WORK ORDER — The expected answer comprises all lines from the entries that contain the string "NoteViewStore".

Segment Start: RECORDS SUPPLIED

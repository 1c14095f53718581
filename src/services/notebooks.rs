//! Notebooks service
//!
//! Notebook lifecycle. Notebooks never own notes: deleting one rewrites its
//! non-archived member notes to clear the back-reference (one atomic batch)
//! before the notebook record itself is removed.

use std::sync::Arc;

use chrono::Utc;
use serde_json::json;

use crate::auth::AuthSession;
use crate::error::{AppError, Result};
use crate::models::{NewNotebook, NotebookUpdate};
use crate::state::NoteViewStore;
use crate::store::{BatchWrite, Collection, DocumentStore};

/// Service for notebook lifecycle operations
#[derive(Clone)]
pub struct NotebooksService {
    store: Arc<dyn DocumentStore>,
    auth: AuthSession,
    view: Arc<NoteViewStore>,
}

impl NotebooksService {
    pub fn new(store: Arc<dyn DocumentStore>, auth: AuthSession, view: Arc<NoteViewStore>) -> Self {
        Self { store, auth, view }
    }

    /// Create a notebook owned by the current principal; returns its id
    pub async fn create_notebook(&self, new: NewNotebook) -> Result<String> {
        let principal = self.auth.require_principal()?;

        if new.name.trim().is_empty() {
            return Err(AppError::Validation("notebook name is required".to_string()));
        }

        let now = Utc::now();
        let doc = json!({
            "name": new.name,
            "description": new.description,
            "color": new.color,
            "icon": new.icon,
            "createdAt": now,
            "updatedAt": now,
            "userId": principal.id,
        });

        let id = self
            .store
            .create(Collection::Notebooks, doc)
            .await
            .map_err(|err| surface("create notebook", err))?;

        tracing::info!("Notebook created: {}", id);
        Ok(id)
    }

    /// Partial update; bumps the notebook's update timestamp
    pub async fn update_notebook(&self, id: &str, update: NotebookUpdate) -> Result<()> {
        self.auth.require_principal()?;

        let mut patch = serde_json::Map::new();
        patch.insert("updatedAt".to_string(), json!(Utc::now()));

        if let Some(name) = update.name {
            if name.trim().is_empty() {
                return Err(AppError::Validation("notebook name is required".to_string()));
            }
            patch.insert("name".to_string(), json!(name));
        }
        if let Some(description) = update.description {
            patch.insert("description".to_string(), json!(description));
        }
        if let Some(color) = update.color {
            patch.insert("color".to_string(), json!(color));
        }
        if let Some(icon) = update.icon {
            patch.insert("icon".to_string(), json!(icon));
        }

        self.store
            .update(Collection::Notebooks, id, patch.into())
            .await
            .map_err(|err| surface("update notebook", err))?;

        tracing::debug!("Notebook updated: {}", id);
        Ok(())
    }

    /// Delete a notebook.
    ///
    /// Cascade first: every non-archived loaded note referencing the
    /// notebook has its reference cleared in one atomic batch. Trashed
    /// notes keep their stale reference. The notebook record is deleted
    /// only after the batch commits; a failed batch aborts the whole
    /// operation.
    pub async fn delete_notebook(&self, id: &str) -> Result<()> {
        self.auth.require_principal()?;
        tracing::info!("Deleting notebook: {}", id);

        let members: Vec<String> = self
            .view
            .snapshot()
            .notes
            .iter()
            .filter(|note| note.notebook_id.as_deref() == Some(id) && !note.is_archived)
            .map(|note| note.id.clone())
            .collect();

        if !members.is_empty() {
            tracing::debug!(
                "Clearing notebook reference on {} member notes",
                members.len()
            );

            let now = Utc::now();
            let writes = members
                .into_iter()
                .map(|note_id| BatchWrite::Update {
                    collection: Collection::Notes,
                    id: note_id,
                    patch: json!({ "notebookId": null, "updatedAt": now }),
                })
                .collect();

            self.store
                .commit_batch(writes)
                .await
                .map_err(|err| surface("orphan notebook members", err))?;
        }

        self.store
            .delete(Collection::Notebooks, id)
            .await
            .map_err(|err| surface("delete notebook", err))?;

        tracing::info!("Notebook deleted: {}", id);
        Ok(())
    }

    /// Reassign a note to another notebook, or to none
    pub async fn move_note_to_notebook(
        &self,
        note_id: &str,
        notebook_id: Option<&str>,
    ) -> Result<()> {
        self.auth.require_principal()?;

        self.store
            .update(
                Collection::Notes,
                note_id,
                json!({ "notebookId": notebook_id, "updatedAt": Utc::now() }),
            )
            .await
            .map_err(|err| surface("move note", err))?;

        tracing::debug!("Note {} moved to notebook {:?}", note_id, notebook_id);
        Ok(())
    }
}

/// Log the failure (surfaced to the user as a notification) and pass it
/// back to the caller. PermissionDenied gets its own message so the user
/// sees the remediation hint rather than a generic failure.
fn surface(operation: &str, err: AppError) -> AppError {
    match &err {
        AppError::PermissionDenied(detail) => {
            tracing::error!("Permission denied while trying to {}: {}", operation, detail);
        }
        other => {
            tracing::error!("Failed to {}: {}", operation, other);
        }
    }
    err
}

Segment End: RECORDS SUPPLIED
Segment Start: RECORDS SUPPLIED

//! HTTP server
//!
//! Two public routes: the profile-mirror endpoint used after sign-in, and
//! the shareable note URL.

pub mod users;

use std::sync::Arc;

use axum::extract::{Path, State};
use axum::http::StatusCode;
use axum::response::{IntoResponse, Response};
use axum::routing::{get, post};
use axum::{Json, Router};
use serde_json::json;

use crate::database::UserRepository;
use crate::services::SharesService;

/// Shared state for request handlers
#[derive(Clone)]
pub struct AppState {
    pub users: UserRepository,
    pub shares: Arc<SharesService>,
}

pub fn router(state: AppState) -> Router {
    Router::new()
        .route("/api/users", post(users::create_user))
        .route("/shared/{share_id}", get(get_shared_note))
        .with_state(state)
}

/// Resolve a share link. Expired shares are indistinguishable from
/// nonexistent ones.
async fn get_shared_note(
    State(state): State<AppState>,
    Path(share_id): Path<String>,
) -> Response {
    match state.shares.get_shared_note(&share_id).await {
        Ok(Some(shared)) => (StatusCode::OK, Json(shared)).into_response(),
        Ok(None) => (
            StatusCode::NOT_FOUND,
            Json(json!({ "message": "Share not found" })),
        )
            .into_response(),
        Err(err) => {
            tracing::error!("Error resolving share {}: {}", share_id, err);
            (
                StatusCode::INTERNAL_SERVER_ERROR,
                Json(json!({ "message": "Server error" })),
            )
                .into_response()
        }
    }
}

Segment End: RECORDS SUPPLIED

RESPONSE TO THE TASK —
use crate::state::NoteViewStore;
    view: Arc<NoteViewStore>,
    pub fn new(store: Arc<dyn DocumentStore>, auth: AuthSession, view: Arc<NoteViewStore>) -> Self {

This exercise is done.